■ YOUR OBJECTIVE ■
Give the number of lines in the data below containing the word "paused", with no other text.

[Extracted records]
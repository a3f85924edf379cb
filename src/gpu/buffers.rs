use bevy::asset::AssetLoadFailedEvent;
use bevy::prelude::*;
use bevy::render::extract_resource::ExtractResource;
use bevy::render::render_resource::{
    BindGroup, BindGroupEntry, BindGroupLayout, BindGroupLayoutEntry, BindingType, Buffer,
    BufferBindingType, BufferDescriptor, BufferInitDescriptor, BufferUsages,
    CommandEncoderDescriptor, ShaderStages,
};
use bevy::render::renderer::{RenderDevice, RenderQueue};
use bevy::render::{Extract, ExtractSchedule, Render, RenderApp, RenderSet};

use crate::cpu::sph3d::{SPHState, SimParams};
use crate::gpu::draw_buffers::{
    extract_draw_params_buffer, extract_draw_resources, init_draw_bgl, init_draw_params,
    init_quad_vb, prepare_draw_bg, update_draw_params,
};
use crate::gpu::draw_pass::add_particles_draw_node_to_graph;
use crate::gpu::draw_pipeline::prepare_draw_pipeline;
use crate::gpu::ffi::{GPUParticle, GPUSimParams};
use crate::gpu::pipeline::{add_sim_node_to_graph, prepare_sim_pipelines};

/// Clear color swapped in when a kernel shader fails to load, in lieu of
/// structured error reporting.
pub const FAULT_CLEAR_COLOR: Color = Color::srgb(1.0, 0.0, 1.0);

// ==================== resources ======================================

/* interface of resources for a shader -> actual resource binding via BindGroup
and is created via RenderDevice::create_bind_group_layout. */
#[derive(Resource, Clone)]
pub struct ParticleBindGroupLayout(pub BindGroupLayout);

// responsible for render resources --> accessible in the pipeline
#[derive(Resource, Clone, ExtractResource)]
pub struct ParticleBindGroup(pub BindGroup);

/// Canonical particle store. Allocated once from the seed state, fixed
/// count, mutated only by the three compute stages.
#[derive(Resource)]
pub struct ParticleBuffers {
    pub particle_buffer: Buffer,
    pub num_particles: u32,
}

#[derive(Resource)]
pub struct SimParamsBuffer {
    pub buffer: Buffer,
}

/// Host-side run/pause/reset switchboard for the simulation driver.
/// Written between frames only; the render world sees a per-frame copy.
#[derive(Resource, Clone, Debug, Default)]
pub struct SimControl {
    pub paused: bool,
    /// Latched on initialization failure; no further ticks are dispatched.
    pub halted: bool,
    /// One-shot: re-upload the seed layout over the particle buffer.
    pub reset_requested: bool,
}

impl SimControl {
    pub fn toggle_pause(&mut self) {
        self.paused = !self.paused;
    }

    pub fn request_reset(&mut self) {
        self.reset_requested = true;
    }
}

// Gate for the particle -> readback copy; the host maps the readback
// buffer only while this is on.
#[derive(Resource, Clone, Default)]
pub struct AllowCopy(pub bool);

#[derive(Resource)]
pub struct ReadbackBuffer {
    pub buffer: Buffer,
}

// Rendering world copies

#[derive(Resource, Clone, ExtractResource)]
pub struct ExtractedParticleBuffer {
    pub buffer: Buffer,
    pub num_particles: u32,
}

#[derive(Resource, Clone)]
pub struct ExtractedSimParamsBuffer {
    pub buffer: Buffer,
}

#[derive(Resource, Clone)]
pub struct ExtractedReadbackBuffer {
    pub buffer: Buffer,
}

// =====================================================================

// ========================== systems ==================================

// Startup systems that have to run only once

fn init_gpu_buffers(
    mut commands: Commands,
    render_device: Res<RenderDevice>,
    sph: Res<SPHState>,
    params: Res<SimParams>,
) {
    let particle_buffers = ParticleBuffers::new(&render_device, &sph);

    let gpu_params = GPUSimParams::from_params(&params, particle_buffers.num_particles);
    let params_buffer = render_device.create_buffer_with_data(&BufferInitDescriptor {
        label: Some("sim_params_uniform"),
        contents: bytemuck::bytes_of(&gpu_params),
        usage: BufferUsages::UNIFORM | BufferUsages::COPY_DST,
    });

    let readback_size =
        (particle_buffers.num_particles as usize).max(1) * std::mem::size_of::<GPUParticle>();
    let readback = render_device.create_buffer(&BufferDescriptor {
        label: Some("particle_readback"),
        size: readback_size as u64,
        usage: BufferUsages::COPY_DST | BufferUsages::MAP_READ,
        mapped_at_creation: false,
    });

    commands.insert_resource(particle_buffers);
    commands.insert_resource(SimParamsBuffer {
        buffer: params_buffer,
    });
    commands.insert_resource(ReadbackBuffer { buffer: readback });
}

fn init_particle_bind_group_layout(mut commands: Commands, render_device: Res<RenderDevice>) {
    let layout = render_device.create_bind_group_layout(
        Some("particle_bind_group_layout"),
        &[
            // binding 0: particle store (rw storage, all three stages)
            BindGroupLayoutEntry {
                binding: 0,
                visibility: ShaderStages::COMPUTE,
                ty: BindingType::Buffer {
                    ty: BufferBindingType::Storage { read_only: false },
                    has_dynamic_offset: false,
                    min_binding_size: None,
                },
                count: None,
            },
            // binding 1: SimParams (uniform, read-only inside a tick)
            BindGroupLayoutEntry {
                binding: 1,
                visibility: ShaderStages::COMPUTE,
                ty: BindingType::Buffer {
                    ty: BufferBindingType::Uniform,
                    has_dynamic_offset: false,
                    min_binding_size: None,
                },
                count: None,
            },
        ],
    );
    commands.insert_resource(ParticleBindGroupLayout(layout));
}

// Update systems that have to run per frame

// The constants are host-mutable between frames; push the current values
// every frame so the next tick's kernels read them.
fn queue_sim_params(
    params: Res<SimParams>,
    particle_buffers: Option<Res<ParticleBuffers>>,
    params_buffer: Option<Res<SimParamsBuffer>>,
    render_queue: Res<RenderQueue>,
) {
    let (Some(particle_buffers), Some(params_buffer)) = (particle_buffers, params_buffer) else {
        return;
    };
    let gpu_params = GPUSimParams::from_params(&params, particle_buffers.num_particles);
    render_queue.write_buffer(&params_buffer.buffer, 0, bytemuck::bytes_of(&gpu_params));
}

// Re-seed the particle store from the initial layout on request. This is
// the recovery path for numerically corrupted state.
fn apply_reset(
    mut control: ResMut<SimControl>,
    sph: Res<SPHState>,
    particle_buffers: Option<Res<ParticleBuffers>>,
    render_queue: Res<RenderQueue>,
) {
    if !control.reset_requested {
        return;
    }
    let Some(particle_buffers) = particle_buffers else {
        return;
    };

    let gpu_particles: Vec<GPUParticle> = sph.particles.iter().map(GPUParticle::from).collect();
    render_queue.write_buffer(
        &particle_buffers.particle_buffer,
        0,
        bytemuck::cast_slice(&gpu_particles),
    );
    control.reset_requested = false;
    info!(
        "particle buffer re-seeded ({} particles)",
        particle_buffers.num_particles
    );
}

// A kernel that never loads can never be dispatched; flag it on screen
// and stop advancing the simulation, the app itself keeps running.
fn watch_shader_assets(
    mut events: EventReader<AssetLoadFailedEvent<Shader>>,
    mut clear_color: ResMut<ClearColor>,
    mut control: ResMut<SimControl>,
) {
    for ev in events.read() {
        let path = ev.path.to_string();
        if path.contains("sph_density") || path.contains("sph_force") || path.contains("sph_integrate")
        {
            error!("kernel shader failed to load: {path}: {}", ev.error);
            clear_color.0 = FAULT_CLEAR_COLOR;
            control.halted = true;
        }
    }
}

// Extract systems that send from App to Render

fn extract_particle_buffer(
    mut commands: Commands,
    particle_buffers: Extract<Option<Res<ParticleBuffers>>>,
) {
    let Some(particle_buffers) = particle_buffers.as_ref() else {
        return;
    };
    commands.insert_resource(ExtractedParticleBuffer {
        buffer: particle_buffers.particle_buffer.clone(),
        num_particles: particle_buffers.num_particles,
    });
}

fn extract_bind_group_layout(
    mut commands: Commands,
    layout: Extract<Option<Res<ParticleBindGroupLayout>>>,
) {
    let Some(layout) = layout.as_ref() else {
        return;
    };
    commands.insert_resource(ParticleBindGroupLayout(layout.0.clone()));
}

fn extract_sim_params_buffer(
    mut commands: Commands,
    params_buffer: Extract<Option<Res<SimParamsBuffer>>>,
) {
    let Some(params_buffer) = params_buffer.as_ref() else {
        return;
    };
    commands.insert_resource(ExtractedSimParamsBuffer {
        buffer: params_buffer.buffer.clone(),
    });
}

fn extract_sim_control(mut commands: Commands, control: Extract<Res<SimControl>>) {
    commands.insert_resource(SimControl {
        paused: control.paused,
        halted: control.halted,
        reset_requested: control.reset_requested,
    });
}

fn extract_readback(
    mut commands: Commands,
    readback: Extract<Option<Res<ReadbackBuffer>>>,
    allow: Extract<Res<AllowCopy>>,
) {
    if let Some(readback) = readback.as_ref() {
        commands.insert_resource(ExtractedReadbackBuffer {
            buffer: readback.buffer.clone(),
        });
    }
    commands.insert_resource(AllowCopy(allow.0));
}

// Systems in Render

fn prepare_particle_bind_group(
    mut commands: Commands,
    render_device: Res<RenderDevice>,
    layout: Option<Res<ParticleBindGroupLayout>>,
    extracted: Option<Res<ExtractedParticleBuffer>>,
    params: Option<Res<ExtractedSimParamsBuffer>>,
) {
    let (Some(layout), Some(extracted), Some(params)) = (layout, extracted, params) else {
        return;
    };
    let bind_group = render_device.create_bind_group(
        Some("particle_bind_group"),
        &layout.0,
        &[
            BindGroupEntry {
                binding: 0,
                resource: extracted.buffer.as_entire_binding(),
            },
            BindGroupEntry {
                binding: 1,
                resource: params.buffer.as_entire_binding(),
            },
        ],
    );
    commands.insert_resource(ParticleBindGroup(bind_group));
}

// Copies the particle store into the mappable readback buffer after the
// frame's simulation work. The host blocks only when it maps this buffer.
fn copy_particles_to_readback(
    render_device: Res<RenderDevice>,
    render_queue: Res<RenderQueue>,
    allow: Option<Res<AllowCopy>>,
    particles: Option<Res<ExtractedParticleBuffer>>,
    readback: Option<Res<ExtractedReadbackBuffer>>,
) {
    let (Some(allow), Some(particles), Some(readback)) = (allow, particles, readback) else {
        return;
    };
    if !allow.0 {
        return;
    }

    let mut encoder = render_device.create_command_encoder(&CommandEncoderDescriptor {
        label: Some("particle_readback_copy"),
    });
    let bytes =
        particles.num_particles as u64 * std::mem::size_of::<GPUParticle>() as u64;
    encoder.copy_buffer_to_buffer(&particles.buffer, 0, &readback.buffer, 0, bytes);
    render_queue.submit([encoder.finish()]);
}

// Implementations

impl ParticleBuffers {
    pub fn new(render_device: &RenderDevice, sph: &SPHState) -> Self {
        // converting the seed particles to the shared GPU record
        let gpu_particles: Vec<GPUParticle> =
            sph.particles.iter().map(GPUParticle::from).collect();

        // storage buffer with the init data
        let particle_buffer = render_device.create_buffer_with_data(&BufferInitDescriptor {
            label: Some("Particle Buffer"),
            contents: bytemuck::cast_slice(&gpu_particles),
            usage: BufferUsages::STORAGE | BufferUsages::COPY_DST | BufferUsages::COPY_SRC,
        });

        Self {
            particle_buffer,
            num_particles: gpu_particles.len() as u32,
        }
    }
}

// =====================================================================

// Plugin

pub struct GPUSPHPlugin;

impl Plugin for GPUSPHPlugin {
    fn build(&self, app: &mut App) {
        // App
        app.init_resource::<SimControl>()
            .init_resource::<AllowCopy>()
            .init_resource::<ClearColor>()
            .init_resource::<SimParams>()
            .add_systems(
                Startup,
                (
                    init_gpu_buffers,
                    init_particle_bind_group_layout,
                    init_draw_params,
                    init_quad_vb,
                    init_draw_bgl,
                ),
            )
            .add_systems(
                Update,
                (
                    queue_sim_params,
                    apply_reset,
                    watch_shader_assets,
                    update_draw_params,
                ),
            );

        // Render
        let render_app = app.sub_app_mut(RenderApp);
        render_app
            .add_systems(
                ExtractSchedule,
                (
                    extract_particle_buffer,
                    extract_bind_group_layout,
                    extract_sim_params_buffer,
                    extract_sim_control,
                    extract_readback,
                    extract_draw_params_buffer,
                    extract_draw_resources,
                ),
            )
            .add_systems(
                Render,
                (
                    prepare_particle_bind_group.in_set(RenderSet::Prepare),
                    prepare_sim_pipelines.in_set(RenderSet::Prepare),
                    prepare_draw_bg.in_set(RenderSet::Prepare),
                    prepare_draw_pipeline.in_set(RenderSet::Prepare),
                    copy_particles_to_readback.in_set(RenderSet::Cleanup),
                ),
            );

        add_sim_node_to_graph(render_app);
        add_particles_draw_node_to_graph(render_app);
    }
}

...

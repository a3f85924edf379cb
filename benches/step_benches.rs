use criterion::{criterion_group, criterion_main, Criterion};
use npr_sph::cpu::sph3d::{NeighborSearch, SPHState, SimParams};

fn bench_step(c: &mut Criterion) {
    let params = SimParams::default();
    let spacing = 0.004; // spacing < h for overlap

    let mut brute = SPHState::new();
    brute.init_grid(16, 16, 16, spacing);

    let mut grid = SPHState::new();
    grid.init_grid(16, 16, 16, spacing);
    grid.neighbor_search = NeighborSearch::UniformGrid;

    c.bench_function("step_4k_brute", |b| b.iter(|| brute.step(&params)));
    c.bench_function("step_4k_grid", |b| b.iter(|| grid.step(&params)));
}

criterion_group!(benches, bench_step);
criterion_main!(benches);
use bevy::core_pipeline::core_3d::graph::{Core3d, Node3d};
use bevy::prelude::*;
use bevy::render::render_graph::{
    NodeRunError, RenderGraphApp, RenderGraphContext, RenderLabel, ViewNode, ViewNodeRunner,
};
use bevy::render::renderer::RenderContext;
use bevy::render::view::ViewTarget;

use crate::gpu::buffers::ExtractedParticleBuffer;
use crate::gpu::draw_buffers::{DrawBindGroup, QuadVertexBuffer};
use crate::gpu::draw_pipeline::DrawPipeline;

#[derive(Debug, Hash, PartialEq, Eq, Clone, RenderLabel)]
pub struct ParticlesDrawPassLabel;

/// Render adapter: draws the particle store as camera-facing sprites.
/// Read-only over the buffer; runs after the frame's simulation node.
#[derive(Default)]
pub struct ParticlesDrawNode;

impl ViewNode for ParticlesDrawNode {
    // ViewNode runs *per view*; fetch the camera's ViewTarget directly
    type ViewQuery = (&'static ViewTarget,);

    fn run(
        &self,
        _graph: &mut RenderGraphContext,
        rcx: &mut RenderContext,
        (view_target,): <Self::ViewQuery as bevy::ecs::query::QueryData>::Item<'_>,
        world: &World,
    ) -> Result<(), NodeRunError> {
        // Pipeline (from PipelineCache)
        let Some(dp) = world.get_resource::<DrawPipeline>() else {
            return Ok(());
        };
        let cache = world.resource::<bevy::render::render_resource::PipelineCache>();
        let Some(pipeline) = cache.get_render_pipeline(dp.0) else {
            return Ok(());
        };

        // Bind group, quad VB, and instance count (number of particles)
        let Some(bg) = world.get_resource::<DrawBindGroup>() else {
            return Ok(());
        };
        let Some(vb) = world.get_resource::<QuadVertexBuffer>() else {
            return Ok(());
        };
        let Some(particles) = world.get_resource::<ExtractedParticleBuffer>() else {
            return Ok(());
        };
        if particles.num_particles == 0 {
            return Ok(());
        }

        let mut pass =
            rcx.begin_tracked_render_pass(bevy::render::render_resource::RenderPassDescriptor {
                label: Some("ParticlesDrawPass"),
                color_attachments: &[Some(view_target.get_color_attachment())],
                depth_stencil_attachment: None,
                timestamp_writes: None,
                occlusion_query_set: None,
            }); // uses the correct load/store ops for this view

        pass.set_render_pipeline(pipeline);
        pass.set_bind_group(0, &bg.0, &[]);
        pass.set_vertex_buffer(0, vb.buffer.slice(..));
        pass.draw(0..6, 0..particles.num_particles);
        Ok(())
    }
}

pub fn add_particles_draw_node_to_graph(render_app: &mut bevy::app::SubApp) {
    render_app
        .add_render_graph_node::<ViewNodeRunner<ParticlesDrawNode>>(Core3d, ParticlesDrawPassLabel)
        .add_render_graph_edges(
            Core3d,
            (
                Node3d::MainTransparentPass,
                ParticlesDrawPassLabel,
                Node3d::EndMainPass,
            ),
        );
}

■ SOLUTION ■
3